Ashby turned to the window again. The gantry cranes were hoisting machinery in Hull Three. Maybe he had been wrong about there not being enough time between now and takeoff for Mark and Bonnie to discover each other all over again. They worked pretty fast. But then, as he had mentioned, why waste time at their age?

They were smiling, holding tight to each other as Ashby turned back from the window.

"They tell me I passed," said Jorden. "I'm sorry about taking your best Social Examiner away from you—but as you told me in the beginning this colonization business is a family affair."

"Yes—that happens to be one of the few things I was right about." Ashby motioned them to the chairs. "Through you we located our major error. It was our identifying rebellion with colonization ability. Colonization is not a matter of rebellion at all. The two factors merely happen to accompany each other at times. But the essence of colonization is a growth factor—of the kind you so very accurately described when Bonnie pushed you into digging up some insight on the matter. It is so often associated with rebellion because rebellion is or has been, historically, necessary to the exercise of this growth factor.

"The American Colonists, for example, were rebels only incidentally. As a group, they possessed a growth factor forcing them beyond the confines of the culture in which they lived. It gave them the strength for rebellion and successful colonization. And it is so easy to confuse colonists of that type with mere cutthroats, thugs, and misfits. The latter may or may not have a sufficiently high growth factor. In any case, their primary drive is hate and fear, which are wholly inadequate motives for successful colonization.

"The ideal colonist does not break with the parent body, nor does he merely extend it. He creates a new nucleus capable of interchange with the parent body, but not controlled by it. He wants to build beyond the current society, and the latter is not strong enough to pull him back into it. Colonization may take everything else of value in life and give nothing but itself in return, but the colonists' desire for new life and growth is great enough to make this sufficient. It is not a mere transplant of an old life. It is conception and gestation and birth.
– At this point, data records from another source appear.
//! A track's fixed processing chain: tap → pan → gain.

use crate::{
    engine::track::TrackId,
    graph::{
        gain::GainNode,
        node::{Bus, GraphNode, RenderCtx},
        pan::PanNode,
        source::ClipVoice,
        tap::TapNode,
    },
    MAX_BLOCK_SIZE,
};

/// The three nodes a track owns, plus its bus scratch.
///
/// Built on the control thread, then moved into the mixer, which is the
/// only owner from then on. While disconnected the chain renders nothing
/// and its clip voices are not mixed onto the master.
pub struct TrackChain {
    id: TrackId,
    pub tap: TapNode,
    pub pan: PanNode,
    pub gain: GainNode,
    connected: bool,
    left: Vec<f32>,
    right: Vec<f32>,
}

impl TrackChain {
    pub fn new(id: TrackId, tap: TapNode, pan: f32, gain: f32) -> Self {
        Self {
            id,
            tap,
            pan: PanNode::new(pan),
            gain: GainNode::new(gain),
            connected: false,
            left: vec![0.0; MAX_BLOCK_SIZE],
            right: vec![0.0; MAX_BLOCK_SIZE],
        }
    }

    pub fn id(&self) -> TrackId {
        self.id
    }

    /// Route the chain's output to the master bus.
    pub fn connect(&mut self) {
        self.connected = true;
    }

    /// Detach from the master bus. Detached chains produce silence.
    pub fn disconnect(&mut self) {
        self.connected = false;
    }

    pub fn is_connected(&self) -> bool {
        self.connected
    }

    /// Sum `voices` onto the track bus and run tap → pan → gain.
    ///
    /// Returns the processed left/right block, ready for the master bus.
    pub fn render<'v>(
        &mut self,
        voices: impl Iterator<Item = &'v mut ClipVoice>,
        frames: usize,
        ctx: &RenderCtx,
    ) -> (&[f32], &[f32]) {
        let Self {
            tap,
            pan,
            gain,
            left,
            right,
            ..
        } = self;
        let mut bus = Bus::new(&mut left[..frames], &mut right[..frames]);
        bus.clear();
        for voice in voices {
            voice.render(&mut bus, ctx);
        }
        tap.process(&mut bus, ctx);
        pan.process(&mut bus, ctx);
        gain.process(&mut bus, ctx);

        (&self.left[..frames], &self.right[..frames])
    }
}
"Our present society allows almost unlimited exercise of the growth factor in individuals, regardless of how powerful it may be. That is why we have failed to colonize the planets. They offer no motive or satisfaction sufficient to outweigh the satisfactions already available. As a result we've had virtually no applicants coming to us because of hampered growth. You are one of the very few who might come under our present approach. And even a very slight change of occupational conditions would have kept you from coming. You didn't want the department leadership offered you, because it would limit the personally creative functions you enjoyed. That one slim, hairbreadth factor brought you in."